Brit #12 Review


Creative Team
Writers: Bruce Brown, Robert Kirkman
Artist: Nate Bellegarde

Story Rating: 8 Night Girls out of 10
Art Rating: 7 Night Girls out of 10
Overall Rating: 7.5 Night Girls out of 10

Brit is part of the Robert Kirkman corner of the Image Universe. Somehow I never happened to read an issue. So it is a cruel twist of fate that the first issue I read is the last one. Kirkman says in the letter column that it will be back in some form in the future.

The background story is Kirkman and Terry Moore wanted to do a book along the line of The Authority. A big screen summer blockbuster style. Brit is the story of a man whose wife dies. When he gets over the shock he takes his son and searches the world for a way to make him invincible. He finally developes a serum and injects his son (Brit).

Brit becomes invincible but does not gain any additional powers. His father eventually remarries. The new marriage produces twins. He injects the twins with an improved version of the serum.

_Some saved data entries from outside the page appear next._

//! Client-side routes and the authentication gate in front of them.

use std::fmt;
use std::sync::{Arc, Mutex};

use crate::api::{RecordId, UnauthorizedHook};
use crate::session::SessionStore;

#[derive(Debug, Clone, Copy, PartialEq, Eq)]
pub enum Route {
    Login,
    Dashboard,
    Universities,
    UniversityNew,
    University(RecordId),
    Courses,
    CourseNew,
    Course(RecordId),
    Events,
    EventNew,
    Event(RecordId),
}

impl Route {
    /// Parses an application path. Anything unrecognised lands on the dashboard.
    pub fn parse(path: &str) -> Self {
        let segments: Vec<&str> = path.split('/').filter(|s| !s.is_empty()).collect();
        match segments.as_slice() {
            ["login"] => Route::Login,
            ["dashboard"] => Route::Dashboard,
            ["universities"] => Route::Universities,
            ["universities", "new"] => Route::UniversityNew,
            ["universities", id] => id.parse().map(Route::University).unwrap_or(Route::Dashboard),
            ["courses"] => Route::Courses,
            ["courses", "new"] => Route::CourseNew,
            ["courses", id] => id.parse().map(Route::Course).unwrap_or(Route::Dashboard),
            ["events"] => Route::Events,
            ["events", "new"] => Route::EventNew,
            ["events", id] => id.parse().map(Route::Event).unwrap_or(Route::Dashboard),
            _ => Route::Dashboard,
        }
    }

    pub fn path(&self) -> String {
        match self {
            Route::Login => "/login".to_string(),
            Route::Dashboard => "/dashboard".to_string(),
            Route::Universities => "/universities".to_string(),
            Route::UniversityNew => "/universities/new".to_string(),
            Route::University(id) => format!("/universities/{}", id),
            Route::Courses => "/courses".to_string(),
            Route::CourseNew => "/courses/new".to_string(),
            Route::Course(id) => format!("/courses/{}", id),
            Route::Events => "/events".to_string(),
            Route::EventNew => "/events/new".to_string(),
            Route::Event(id) => format!("/events/{}", id),
        }
    }

    pub fn is_protected(&self) -> bool {
        !matches!(self, Route::Login)
    }

    /// Where a request for this route actually lands given the session.
    pub fn guard(self, session: &SessionStore) -> Route {
        if self.is_protected() && !session.is_authenticated() {
            Route::Login
        } else {
            self
        }
    }
}

impl fmt::Display for Route {
    fn fmt(&self, f: &mut fmt::Formatter<'_>) -> fmt::Result {
        f.write_str(&self.path())
    }
}

/// Tracks the current route. Shared with the API client so an expired
/// session can send the user back to login from anywhere.
#[derive(Debug)]
pub struct Navigator {
    current: Mutex<Route>,
}

impl Default for Navigator {
    fn default() -> Self {
        Self::new(Route::Dashboard)
    }
}

impl Navigator {
    pub fn new(start: Route) -> Self {
        Self {
            current: Mutex::new(start),
        }
    }

    pub fn current(&self) -> Route {
        *self.current.lock().unwrap_or_else(|e| e.into_inner())
    }

    /// Navigates through the auth gate and returns where we ended up.
    pub fn navigate(&self, route: Route, session: &SessionStore) -> Route {
        let target = route.guard(session);
        if target != route {
            tracing::debug!("{} requires login, redirecting", route);
        }
        self.redirect(target);
        target
    }

    /// Replaces the current route without consulting the gate.
    pub fn redirect(&self, route: Route) {
        *self.current.lock().unwrap_or_else(|e| e.into_inner()) = route;
    }

    /// Hook for [`ApiClient::with_unauthorized_hook`](crate::api::ApiClient::with_unauthorized_hook).
    pub fn login_redirect_hook(self: &Arc<Self>) -> UnauthorizedHook {
        let navigator = Arc::clone(self);
        Arc::new(move || navigator.redirect(Route::Login))
    }
}
//! Record and form types exchanged with the backend.
//!
//! Records tolerate missing optional fields; forms always send every field,
//! mirroring the admin forms they replace.

use std::collections::BTreeSet;

use chrono::{DateTime, Utc};
use serde::{Deserialize, Serialize};

pub type RecordId = i64;

/// One page of a list endpoint.
#[derive(Debug, Clone, PartialEq, Serialize, Deserialize)]
pub struct Page<T> {
    pub items: Vec<T>,
    #[serde(default)]
    pub total: u64,
}

impl<T> Page<T> {
    pub fn total_pages(&self, limit: u32) -> u64 {
        total_pages(self.total, limit)
    }
}

/// `ceil(total / limit)`; a zero limit is treated as one row per page.
pub fn total_pages(total: u64, limit: u32) -> u64 {
    let limit = u64::from(limit.max(1));
    total.div_ceil(limit)
}

#[derive(Debug, Clone, Copy, PartialEq, Eq)]
pub struct PageRequest {
    pub page: u32,
    pub limit: u32,
}

impl PageRequest {
    pub fn new(page: u32, limit: u32) -> Self {
        Self {
            page: page.max(1),
            limit: limit.max(1),
        }
    }

    /// Option pickers load up to 100 rows in one go.
    pub fn picker() -> Self {
        Self::new(1, 100)
    }
}

impl Default for PageRequest {
    fn default() -> Self {
        Self::new(1, 10)
    }
}

fn default_active() -> bool {
    true
}

#[derive(Debug, Clone, PartialEq, Serialize, Deserialize)]
#[serde(rename_all = "camelCase")]
pub struct University {
    pub id: RecordId,
    #[serde(default)]
    pub name: String,
    #[serde(default)]
    pub location: Option<String>,
    #[serde(default)]
    pub website: Option<String>,
    #[serde(default)]
    pub description: Option<String>,
    #[serde(default)]
    pub logo_url: Option<String>,
    #[serde(default = "default_active")]
    pub is_active: bool,
    #[serde(default)]
    pub created_at: Option<String>,
}

#[derive(Debug, Clone, PartialEq, Serialize, Deserialize)]
pub struct UniversityRef {
    pub id: RecordId,
    #[serde(default)]
    pub name: String,
}

#[derive(Debug, Clone, PartialEq, Serialize, Deserialize)]
#[serde(rename_all = "camelCase")]
pub struct Course {
    pub id: RecordId,
    #[serde(default)]
    pub title: String,
    #[serde(default)]
    pub description: Option<String>,
    #[serde(default)]
    pub duration: Option<String>,
    #[serde(default)]
    pub level: Option<String>,
    #[serde(default)]
    pub course_url: Option<String>,
    #[serde(default)]
    pub image_url: Option<String>,
    #[serde(default = "default_active")]
    pub is_active: bool,
    #[serde(default)]
    pub university_id: Option<RecordId>,
    #[serde(default)]
    pub university: Option<UniversityRef>,
    #[serde(default)]
    pub created_at: Option<String>,
}

impl Course {
    pub fn university_name(&self) -> &str {
        self.university
            .as_ref()
            .map(|u| u.name.as_str())
            .unwrap_or("University not specified")
    }
}

#[derive(Debug, Clone, PartialEq, Serialize, Deserialize)]
#[serde(rename_all = "camelCase")]
pub struct Event {
    pub id: RecordId,
    #[serde(default)]
    pub name: String,
    #[serde(default)]
    pub description: Option<String>,
    #[serde(default)]
    pub location: Option<String>,
    #[serde(default)]
    pub start_date: Option<String>,
    #[serde(default)]
    pub end_date: Option<String>,
    #[serde(default)]
    pub organizer: Option<String>,
    #[serde(default)]
    pub event_url: Option<String>,
    #[serde(default)]
    pub image_url: Option<String>,
    #[serde(default = "default_active")]
    pub is_active: bool,
    #[serde(default)]
    pub courses: Option<Vec<Course>>,
    #[serde(default)]
    pub created_at: Option<String>,
}

impl Event {
    /// Course IDs currently linked to this event; absent means none.
    pub fn course_ids(&self) -> BTreeSet<RecordId> {
        self.courses
            .iter()
            .flatten()
            .map(|course| course.id)
            .collect()
    }
}

#[derive(Debug, Clone, Default, PartialEq, Serialize, Deserialize)]
#[serde(rename_all = "camelCase")]
pub struct UniversityForm {
    pub name: String,
    pub location: String,
    pub website: String,
    pub description: String,
    pub logo_url: String,
    pub is_active: bool,
}

impl From<&University> for UniversityForm {
    fn from(u: &University) -> Self {
        Self {
            name: u.name.clone(),
            location: u.location.clone().unwrap_or_default(),
            website: u.website.clone().unwrap_or_default(),
            description: u.description.clone().unwrap_or_default(),
            logo_url: u.logo_url.clone().unwrap_or_default(),
            is_active: u.is_active,
        }
    }
}

#[derive(Debug, Clone, Default, PartialEq, Serialize, Deserialize)]
#[serde(rename_all = "camelCase")]
pub struct CourseForm {
    pub title: String,
    pub description: String,
    pub duration: String,
    pub level: String,
    pub course_url: String,
    pub image_url: String,
    pub is_active: bool,
    pub university_id: RecordId,
}

impl From<&Course> for CourseForm {
    fn from(c: &Course) -> Self {
        Self {
            title: c.title.clone(),
            description: c.description.clone().unwrap_or_default(),
            duration: c.duration.clone().unwrap_or_default(),
            level: c.level.clone().unwrap_or_default(),
            course_url: c.course_url.clone().unwrap_or_default(),
            image_url: c.image_url.clone().unwrap_or_default(),
            is_active: c.is_active,
            university_id: c
                .university_id
                .or_else(|| c.university.as_ref().map(|u| u.id))
                .unwrap_or_default(),
        }
    }
}

#[derive(Debug, Clone, Default, PartialEq, Serialize, Deserialize)]
#[serde(rename_all = "camelCase")]
pub struct EventForm {
    pub name: String,
    pub description: String,
    pub location: String,
    /// `YYYY-MM-DD` or empty.
    pub start_date: String,
    pub end_date: String,
    pub organizer: String,
    pub event_url: String,
    pub image_url: String,
    pub is_active: bool,
}

impl From<&Event> for EventForm {
    fn from(e: &Event) -> Self {
        Self {
            name: e.name.clone(),
            description: e.description.clone().unwrap_or_default(),
            location: e.location.clone().unwrap_or_default(),
            start_date: e.start_date.as_deref().map(date_part).unwrap_or_default(),
            end_date: e.end_date.as_deref().map(date_part).unwrap_or_default(),
            organizer: e.organizer.clone().unwrap_or_default(),
            event_url: e.event_url.clone().unwrap_or_default(),
            image_url: e.image_url.clone().unwrap_or_default(),
            is_active: e.is_active,
        }
    }
}

/// UTC calendar date of an RFC 3339 timestamp (`2024-05-01T09:00:00Z` -> `2024-05-01`).
///
/// Values that do not parse fall back to the text before `T`.
pub fn date_part(timestamp: &str) -> String {
    match DateTime::parse_from_rfc3339(timestamp) {
        Ok(parsed) => parsed
            .with_timezone(&Utc)
            .date_naive()
            .format("%Y-%m-%d")
            .to_string(),
        Err(_) => timestamp
            .split_once('T')
            .map(|(date, _)| date)
            .unwrap_or(timestamp)
            .to_string(),
    }
}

The daughter became invincible, gained super-strength, and stopped aging. The son was not affected by the serum. He became bitter over the years and attacked his siblings. It turns out that the second son did inherit his father’s brilliance. The serum did not stop his aging but did give him a longer life.

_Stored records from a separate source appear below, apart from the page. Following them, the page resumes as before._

//! In-memory stand-in for the admin REST backend.

#![allow(dead_code)]

use std::collections::{BTreeMap, BTreeSet};
use std::sync::{Arc, Mutex};

use async_trait::async_trait;
use serde_json::{json, Value};

use campus_admin::{
    ApiClient, ApiRequest, ApiResponse, MemoryStorage, Navigator, RecordId, Result, Route,
    SessionStore, Transport,
};

pub const USERNAME: &str = "admin";
pub const PASSWORD: &str = "secret";
pub const TOKEN: &str = "valid-token";

#[derive(Default)]
pub struct BackendState {
    /// Rejects every authenticated request with 401 when set.
    pub revoked: bool,
    pub records: BTreeMap<&'static str, BTreeMap<RecordId, Value>>,
    pub links: BTreeMap<RecordId, BTreeSet<RecordId>>,
    pub next_id: RecordId,
    /// Course IDs whose attach call fails with 500.
    pub fail_attach: BTreeSet<RecordId>,
    /// Paths answered with a bare 500.
    pub fail_paths: BTreeSet<String>,
}

#[derive(Default)]
pub struct FakeBackend {
    pub state: Mutex<BackendState>,
    pub requests: Mutex<Vec<ApiRequest>>,
}

impl FakeBackend {
    pub fn new() -> Arc<Self> {
        let backend = Self::default();
        backend.state.lock().unwrap().next_id = 100;
        Arc::new(backend)
    }

    pub fn insert(&self, collection: &'static str, record: Value) {
        let id = record["id"].as_i64().expect("record id");
        self.state
            .lock()
            .unwrap()
            .records
            .entry(collection)
            .or_default()
            .insert(id, record);
    }

    pub fn link(&self, event: RecordId, courses: &[RecordId]) {
        self.state
            .lock()
            .unwrap()
            .links
            .insert(event, courses.iter().copied().collect());
    }

    pub fn links_of(&self, event: RecordId) -> BTreeSet<RecordId> {
        self.state
            .lock()
            .unwrap()
            .links
            .get(&event)
            .cloned()
            .unwrap_or_default()
    }

    pub fn revoke(&self) {
        self.state.lock().unwrap().revoked = true;
    }

    pub fn fail_attach(&self, course: RecordId) {
        self.state.lock().unwrap().fail_attach.insert(course);
    }

    pub fn heal(&self) {
        let mut state = self.state.lock().unwrap();
        state.fail_attach.clear();
        state.fail_paths.clear();
    }

    pub fn fail_path(&self, path: &str) {
        self.state.lock().unwrap().fail_paths.insert(path.to_string());
    }

    /// `METHOD path` for every request seen, in order.
    pub fn calls(&self) -> Vec<String> {
        self.requests
            .lock()
            .unwrap()
            .iter()
            .map(|r| format!("{} {}", r.method, r.path))
            .collect()
    }

    pub fn clear_calls(&self) {
        self.requests.lock().unwrap().clear();
    }

    fn handle(&self, request: &ApiRequest) -> ApiResponse {
        let mut state = self.state.lock().unwrap();

        if request.path == "/auth/login" {
            let body = request.body.clone().unwrap_or(Value::Null);
            if body["username"] == USERNAME && body["password"] == PASSWORD {
                return ApiResponse::json_body(
                    201,
                    json!({
                        "access_token": TOKEN,
                        "user": {"id": 1, "username": USERNAME, "email": "admin@example.org"}
                    }),
                );
            }
            return ApiResponse::json_body(401, json!({"statusCode": 401, "message": "Invalid credentials"}));
        }

        if state.revoked || request.bearer.as_deref() != Some(TOKEN) {
            return ApiResponse::json_body(401, json!({"statusCode": 401, "message": "Unauthorized"}));
        }

        if state.fail_paths.contains(&request.path) {
            return ApiResponse::new(500, "");
        }

        let segments: Vec<&str> = request.path.split('/').filter(|s| !s.is_empty()).collect();
        let collection: &'static str = match segments.first() {
            Some(&"universities") => "universities",
            Some(&"courses") => "courses",
            Some(&"events") => "events",
            _ => return ApiResponse::json_body(404, json!({"message": "Not Found"})),
        };

        match (request.method.as_str(), segments.as_slice()) {
            ("GET", [_]) => {
                let query: BTreeMap<_, _> = request.query.iter().cloned().collect();
                let page: usize = query.get("page").and_then(|p| p.parse().ok()).unwrap_or(1);
                let limit: usize = query.get("limit").and_then(|l| l.parse().ok()).unwrap_or(10);
                let all = state.records.get(collection).cloned().unwrap_or_default();
                let items: Vec<Value> = all
                    .values()
                    .skip((page - 1) * limit)
                    .take(limit)
                    .cloned()
                    .collect();
                ApiResponse::json_body(200, json!({"items": items, "total": all.len()}))
            }
            ("POST", [_]) => {
                state.next_id += 1;
                let id = state.next_id;
                let mut record = request.body.clone().unwrap_or_else(|| json!({}));
                record["id"] = json!(id);
                state.records.entry(collection).or_default().insert(id, record.clone());
                ApiResponse::json_body(201, record)
            }
            (method, [_, id]) => {
                let Ok(id) = id.parse::<RecordId>() else {
                    return ApiResponse::json_body(400, json!({"message": "Bad id"}));
                };
                let exists = state
                    .records
                    .get(collection)
                    .is_some_and(|records| records.contains_key(&id));
                if !exists {
                    return ApiResponse::json_body(404, json!({"message": "Not Found"}));
                }
                match method {
                    "GET" => {
                        let mut record = state.records[collection][&id].clone();
                        if collection == "events" {
                            let courses: Vec<Value> = state
                                .links
                                .get(&id)
                                .into_iter()
                                .flatten()
                                .map(|cid| {
                                    state
                                        .records
                                        .get("courses")
                                        .and_then(|c| c.get(cid))
                                        .cloned()
                                        .unwrap_or_else(|| json!({"id": cid, "title": "?"}))
                                })
                                .collect();
                            record["courses"] = json!(courses);
                        }
                        ApiResponse::json_body(200, record)
                    }
                    "PATCH" => {
                        let patch = request.body.clone().unwrap_or_else(|| json!({}));
                        if let Some(record) = state
                            .records
                            .get_mut(collection)
                            .and_then(|r| r.get_mut(&id))
                        {
                            if let (Some(target), Some(fields)) = (record.as_object_mut(), patch.as_object()) {
                                for (k, v) in fields {
                                    target.insert(k.clone(), v.clone());
                                }
                            }
                        }
                        ApiResponse::json_body(200, state.records[collection][&id].clone())
                    }
                    "DELETE" => {
                        if let Some(records) = state.records.get_mut(collection) {
                            records.remove(&id);
                        }
                        state.links.remove(&id);
                        ApiResponse::new(200, "")
                    }
                    _ => ApiResponse::json_body(405, json!({"message": "Method Not Allowed"})),
                }
            }
            (method, ["events", id, "courses", course]) => {
                let (Ok(id), Ok(course)) = (id.parse::<RecordId>(), course.parse::<RecordId>()) else {
                    return ApiResponse::json_body(400, json!({"message": "Bad id"}));
                };
                match method {
                    "POST" => {
                        if state.fail_attach.contains(&course) {
                            return ApiResponse::new(500, "");
                        }
                        state.links.entry(id).or_default().insert(course);
                        ApiResponse::new(201, "")
                    }
                    "DELETE" => {
                        if let Some(links) = state.links.get_mut(&id) {
                            links.remove(&course);
                        }
                        ApiResponse::new(200, "")
                    }
                    _ => ApiResponse::json_body(405, json!({"message": "Method Not Allowed"})),
                }
            }
            _ => ApiResponse::json_body(404, json!({"message": "Not Found"})),
        }
    }
}

#[async_trait]
impl Transport for FakeBackend {
    async fn send(&self, request: ApiRequest) -> Result<ApiResponse> {
        let response = self.handle(&request);
        self.requests.lock().unwrap().push(request);
        Ok(response)
    }
}

/// Client, session and navigator wired together the way the CLI does it.
pub struct Harness {
    pub backend: Arc<FakeBackend>,
    pub session: Arc<SessionStore>,
    pub navigator: Arc<Navigator>,
    pub client: ApiClient,
}

impl Harness {
    pub fn new() -> Self {
        Self::with_session(SessionStore::new(MemoryStorage::new()))
    }

    pub fn with_session(session: SessionStore) -> Self {
        let backend = FakeBackend::new();
        let session = Arc::new(session);
        let navigator = Arc::new(Navigator::new(Route::Dashboard));
        let client = ApiClient::new(backend.clone(), session.clone())
            .with_unauthorized_hook(navigator.login_redirect_hook());
        Self {
            backend,
            session,
            navigator,
            client,
        }
    }

    pub async fn logged_in() -> Self {
        let harness = Self::new();
        harness
            .client
            .login(USERNAME, PASSWORD)
            .await
            .expect("login should succeed");
        harness.backend.clear_calls();
        harness
    }
}

pub fn course(id: RecordId, title: &str) -> Value {
    json!({"id": id, "title": title, "isActive": true, "university": {"id": 1, "name": "MIT"}})
}

pub fn event(id: RecordId, name: &str) -> Value {
    json!({"id": id, "name": name, "isActive": true})
}

pub fn university(id: RecordId, name: &str) -> Value {
    json!({"id": id, "name": name, "location": "Cambridge", "isActive": true})
}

This issue features Brit having a showdown with his brother-Euclid. Euclid kidnapped Brit’s son and preformed a blood transfusion to try to find the original formula that was injected into Brit.

This is a classic pulp fiction type of story. What makes it different is when it appears that Brit and his son die in Euclid’s deathtrap, he realizes that he is wrong. This is his nephew and Euclid did not want him or Brit to die. I found this a refreshing change from many comic book stories.

The art was similar to the art in Invincible. It is a little too cartoony in some cases and good at other times.

Overall this was a good issue. I will be looking for the collections or back issues to read more of Brit’s adventures.

Recommend that you pick up the complete series and read it from the start.